• [TASK DIRECTIONS]: Note how many lines in the entries below contain the string "chunks", and answer with that number and no other text.

• [INPUT]:
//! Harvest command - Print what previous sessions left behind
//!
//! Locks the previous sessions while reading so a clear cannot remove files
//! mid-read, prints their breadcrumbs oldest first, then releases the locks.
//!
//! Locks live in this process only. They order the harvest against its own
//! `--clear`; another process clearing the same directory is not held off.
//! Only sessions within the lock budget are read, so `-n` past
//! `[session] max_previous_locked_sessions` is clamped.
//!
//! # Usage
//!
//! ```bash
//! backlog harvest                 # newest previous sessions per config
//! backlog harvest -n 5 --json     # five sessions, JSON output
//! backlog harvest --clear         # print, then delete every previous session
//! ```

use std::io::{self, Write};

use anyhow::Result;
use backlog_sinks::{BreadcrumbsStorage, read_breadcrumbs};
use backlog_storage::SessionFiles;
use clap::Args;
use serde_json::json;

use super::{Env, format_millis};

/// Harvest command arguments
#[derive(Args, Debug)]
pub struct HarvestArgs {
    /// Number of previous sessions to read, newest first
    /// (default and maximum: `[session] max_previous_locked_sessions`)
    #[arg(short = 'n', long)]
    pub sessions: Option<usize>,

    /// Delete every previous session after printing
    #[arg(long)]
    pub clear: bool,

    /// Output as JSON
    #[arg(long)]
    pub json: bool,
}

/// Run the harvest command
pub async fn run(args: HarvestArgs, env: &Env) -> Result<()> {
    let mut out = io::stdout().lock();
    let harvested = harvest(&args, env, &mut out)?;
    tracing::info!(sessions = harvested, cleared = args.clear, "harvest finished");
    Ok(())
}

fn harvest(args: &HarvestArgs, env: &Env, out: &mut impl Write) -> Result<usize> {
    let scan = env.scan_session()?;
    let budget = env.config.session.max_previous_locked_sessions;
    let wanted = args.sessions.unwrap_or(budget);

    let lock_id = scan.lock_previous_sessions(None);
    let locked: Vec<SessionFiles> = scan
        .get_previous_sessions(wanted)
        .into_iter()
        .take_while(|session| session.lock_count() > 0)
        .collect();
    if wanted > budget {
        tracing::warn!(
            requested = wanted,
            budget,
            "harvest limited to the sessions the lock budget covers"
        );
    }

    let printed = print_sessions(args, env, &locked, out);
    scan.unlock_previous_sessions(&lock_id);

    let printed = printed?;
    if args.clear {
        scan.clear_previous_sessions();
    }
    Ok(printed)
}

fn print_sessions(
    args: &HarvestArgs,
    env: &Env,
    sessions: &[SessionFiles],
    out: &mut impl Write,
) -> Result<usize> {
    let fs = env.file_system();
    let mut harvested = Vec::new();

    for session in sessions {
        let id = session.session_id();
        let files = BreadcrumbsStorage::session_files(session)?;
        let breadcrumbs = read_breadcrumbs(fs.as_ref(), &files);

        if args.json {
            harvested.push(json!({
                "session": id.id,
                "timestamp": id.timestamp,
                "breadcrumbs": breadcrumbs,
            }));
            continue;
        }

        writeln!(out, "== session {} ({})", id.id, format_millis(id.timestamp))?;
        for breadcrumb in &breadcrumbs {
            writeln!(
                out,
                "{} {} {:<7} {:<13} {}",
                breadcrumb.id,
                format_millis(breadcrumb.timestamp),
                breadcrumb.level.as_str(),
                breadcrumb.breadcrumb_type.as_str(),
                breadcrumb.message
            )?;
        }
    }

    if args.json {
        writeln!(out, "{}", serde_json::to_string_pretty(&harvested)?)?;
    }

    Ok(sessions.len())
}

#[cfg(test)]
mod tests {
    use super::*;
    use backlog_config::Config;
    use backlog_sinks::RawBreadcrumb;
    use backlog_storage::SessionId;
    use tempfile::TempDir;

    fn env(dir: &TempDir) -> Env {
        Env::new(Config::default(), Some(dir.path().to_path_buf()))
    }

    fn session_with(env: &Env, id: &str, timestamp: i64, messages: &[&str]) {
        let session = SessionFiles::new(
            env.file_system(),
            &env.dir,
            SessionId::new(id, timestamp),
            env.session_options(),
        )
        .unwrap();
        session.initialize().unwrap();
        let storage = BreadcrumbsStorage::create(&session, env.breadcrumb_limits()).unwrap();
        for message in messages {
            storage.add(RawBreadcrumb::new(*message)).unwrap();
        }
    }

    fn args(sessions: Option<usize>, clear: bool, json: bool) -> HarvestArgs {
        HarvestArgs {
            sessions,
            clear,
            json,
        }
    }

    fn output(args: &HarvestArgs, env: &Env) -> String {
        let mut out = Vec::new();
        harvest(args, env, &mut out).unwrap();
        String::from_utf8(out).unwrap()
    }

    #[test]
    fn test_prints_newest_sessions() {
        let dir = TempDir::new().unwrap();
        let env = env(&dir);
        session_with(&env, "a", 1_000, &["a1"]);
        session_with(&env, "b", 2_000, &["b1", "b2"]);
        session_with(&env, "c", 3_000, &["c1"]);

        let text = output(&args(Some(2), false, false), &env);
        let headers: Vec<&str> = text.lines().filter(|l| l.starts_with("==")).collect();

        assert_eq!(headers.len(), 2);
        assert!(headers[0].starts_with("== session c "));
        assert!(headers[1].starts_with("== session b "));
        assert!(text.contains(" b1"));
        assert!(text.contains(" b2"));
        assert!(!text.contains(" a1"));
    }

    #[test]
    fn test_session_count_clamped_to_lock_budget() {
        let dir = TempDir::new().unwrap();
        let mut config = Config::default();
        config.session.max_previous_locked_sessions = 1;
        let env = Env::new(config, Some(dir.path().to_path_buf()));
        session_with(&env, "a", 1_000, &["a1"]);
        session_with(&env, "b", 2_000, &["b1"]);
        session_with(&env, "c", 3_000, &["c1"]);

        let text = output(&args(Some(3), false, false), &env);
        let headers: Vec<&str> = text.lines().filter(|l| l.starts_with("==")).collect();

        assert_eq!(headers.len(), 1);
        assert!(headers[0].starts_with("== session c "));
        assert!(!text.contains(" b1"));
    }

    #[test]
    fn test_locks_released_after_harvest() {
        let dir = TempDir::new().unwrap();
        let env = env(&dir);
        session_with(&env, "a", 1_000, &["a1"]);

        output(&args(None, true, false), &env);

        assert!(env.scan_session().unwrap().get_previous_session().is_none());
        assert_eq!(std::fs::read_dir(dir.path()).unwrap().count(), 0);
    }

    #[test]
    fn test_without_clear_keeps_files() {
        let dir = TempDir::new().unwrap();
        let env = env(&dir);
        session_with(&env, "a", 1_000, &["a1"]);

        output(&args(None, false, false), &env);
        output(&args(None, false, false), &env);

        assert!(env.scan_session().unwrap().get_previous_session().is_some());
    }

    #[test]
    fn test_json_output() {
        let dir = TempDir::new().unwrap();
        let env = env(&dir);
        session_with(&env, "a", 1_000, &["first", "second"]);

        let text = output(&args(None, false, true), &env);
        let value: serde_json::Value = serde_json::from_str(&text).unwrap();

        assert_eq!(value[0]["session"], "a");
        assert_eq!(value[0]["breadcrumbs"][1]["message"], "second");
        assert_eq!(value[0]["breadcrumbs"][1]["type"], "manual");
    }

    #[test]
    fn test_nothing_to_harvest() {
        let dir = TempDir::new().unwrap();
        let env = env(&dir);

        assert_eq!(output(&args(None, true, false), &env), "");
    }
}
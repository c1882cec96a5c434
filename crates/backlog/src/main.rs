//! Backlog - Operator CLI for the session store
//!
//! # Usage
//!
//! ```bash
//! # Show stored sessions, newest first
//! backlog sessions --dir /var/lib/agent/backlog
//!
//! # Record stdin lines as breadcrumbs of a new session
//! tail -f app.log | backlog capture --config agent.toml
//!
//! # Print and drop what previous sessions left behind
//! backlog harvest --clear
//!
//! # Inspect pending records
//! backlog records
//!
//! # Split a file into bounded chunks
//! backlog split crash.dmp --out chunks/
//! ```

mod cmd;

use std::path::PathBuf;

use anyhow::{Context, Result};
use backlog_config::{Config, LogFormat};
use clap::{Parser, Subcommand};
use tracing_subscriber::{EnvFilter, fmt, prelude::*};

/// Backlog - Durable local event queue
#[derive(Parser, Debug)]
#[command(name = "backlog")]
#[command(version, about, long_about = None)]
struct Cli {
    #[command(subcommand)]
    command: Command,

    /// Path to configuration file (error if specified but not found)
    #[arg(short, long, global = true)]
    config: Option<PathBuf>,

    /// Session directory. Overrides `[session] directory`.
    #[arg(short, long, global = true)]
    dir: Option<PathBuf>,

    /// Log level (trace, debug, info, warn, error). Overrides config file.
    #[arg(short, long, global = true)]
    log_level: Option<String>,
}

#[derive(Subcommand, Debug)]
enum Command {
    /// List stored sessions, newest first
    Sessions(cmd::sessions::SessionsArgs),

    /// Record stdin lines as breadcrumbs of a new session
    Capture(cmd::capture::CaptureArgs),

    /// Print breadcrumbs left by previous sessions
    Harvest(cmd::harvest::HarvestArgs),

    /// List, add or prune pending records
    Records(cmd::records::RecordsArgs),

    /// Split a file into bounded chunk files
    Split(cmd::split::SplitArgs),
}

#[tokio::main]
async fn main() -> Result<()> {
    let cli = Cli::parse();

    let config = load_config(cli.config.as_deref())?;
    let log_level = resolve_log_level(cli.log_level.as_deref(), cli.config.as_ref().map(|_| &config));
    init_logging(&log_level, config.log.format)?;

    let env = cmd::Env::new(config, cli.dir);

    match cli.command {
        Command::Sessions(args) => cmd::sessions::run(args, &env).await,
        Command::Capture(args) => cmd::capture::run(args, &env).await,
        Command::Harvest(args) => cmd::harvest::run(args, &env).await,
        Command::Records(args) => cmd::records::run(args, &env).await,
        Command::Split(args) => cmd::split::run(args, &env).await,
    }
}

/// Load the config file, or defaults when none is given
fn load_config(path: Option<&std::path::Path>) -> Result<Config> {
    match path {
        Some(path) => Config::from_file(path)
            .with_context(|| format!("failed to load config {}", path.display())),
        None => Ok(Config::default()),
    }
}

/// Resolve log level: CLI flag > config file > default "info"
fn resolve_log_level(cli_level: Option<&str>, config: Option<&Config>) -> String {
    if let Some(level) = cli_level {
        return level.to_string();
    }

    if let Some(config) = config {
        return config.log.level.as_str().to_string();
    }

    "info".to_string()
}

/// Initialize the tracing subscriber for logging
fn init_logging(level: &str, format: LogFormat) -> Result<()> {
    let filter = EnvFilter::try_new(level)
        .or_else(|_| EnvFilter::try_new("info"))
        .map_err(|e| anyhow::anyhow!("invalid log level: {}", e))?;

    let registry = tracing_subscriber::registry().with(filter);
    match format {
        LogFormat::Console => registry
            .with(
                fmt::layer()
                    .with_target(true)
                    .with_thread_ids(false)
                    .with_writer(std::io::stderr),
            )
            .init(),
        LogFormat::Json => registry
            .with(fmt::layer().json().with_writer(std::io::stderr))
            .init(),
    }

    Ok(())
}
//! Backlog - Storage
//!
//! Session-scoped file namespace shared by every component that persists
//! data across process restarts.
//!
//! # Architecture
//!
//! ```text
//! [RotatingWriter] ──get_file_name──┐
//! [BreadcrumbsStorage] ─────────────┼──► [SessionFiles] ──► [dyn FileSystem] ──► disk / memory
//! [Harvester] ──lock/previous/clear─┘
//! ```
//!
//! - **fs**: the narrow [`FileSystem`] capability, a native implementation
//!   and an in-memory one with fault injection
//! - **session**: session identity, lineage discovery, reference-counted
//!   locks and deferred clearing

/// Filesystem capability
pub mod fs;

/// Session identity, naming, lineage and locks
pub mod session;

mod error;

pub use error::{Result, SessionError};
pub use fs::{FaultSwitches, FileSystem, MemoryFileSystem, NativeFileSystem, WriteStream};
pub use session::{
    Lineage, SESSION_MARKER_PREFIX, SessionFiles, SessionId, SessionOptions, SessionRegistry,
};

• [YOUR RESPONSE]: 2